* Available data:

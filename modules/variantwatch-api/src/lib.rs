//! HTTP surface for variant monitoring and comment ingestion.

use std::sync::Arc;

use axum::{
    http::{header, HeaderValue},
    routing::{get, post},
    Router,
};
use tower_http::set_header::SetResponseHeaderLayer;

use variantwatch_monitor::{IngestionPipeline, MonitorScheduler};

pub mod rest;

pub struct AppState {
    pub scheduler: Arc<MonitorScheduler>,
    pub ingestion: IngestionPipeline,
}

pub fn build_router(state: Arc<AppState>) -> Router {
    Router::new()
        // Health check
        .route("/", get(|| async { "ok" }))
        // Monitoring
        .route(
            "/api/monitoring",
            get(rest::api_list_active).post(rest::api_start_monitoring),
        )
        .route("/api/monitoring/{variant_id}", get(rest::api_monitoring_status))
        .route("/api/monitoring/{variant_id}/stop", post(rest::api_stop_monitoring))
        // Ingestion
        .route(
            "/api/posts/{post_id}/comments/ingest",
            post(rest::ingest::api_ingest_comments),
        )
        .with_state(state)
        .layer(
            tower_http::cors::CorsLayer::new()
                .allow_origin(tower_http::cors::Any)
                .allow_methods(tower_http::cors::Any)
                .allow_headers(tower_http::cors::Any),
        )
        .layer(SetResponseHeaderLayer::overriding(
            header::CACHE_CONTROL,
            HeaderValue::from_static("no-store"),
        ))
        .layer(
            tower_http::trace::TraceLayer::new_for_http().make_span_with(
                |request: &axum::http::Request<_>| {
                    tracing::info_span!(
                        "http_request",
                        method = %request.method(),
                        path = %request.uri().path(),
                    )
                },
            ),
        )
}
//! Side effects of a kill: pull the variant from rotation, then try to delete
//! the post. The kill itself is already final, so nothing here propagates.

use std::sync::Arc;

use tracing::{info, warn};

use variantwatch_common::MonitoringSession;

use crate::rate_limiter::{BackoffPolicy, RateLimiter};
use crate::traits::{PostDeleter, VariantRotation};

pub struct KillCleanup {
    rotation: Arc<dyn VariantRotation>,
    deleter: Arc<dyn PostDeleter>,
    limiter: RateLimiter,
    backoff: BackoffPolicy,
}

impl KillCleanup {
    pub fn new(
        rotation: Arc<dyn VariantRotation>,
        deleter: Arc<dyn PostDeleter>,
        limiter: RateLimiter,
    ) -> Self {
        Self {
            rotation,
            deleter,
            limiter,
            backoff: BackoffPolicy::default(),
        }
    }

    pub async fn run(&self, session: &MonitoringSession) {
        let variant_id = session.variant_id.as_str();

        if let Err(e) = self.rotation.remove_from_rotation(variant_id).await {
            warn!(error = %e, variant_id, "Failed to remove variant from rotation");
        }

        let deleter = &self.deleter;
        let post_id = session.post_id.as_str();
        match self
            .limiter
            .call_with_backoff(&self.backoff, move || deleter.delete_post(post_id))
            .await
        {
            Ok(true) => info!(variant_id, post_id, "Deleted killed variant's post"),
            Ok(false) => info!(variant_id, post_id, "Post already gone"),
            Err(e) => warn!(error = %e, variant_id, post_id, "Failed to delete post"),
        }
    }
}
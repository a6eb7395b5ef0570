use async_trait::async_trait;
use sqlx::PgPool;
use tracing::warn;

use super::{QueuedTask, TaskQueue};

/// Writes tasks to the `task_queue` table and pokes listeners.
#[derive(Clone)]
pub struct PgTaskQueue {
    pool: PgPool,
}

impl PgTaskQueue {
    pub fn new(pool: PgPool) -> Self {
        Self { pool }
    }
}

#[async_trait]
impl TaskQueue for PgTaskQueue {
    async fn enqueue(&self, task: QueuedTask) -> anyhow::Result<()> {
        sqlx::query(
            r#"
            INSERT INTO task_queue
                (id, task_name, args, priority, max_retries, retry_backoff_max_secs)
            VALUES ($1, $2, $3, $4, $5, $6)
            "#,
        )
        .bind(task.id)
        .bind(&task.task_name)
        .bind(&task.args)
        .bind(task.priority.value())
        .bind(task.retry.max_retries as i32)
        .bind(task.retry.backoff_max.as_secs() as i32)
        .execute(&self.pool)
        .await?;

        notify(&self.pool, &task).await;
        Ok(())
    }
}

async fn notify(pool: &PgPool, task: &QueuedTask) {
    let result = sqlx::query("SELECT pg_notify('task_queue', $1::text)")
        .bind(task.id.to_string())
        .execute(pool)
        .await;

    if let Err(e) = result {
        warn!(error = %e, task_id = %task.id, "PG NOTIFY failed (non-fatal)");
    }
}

* What to work on:
Say how many lines of the listing above include the word "Router", giving the number alone.

* Response area:
3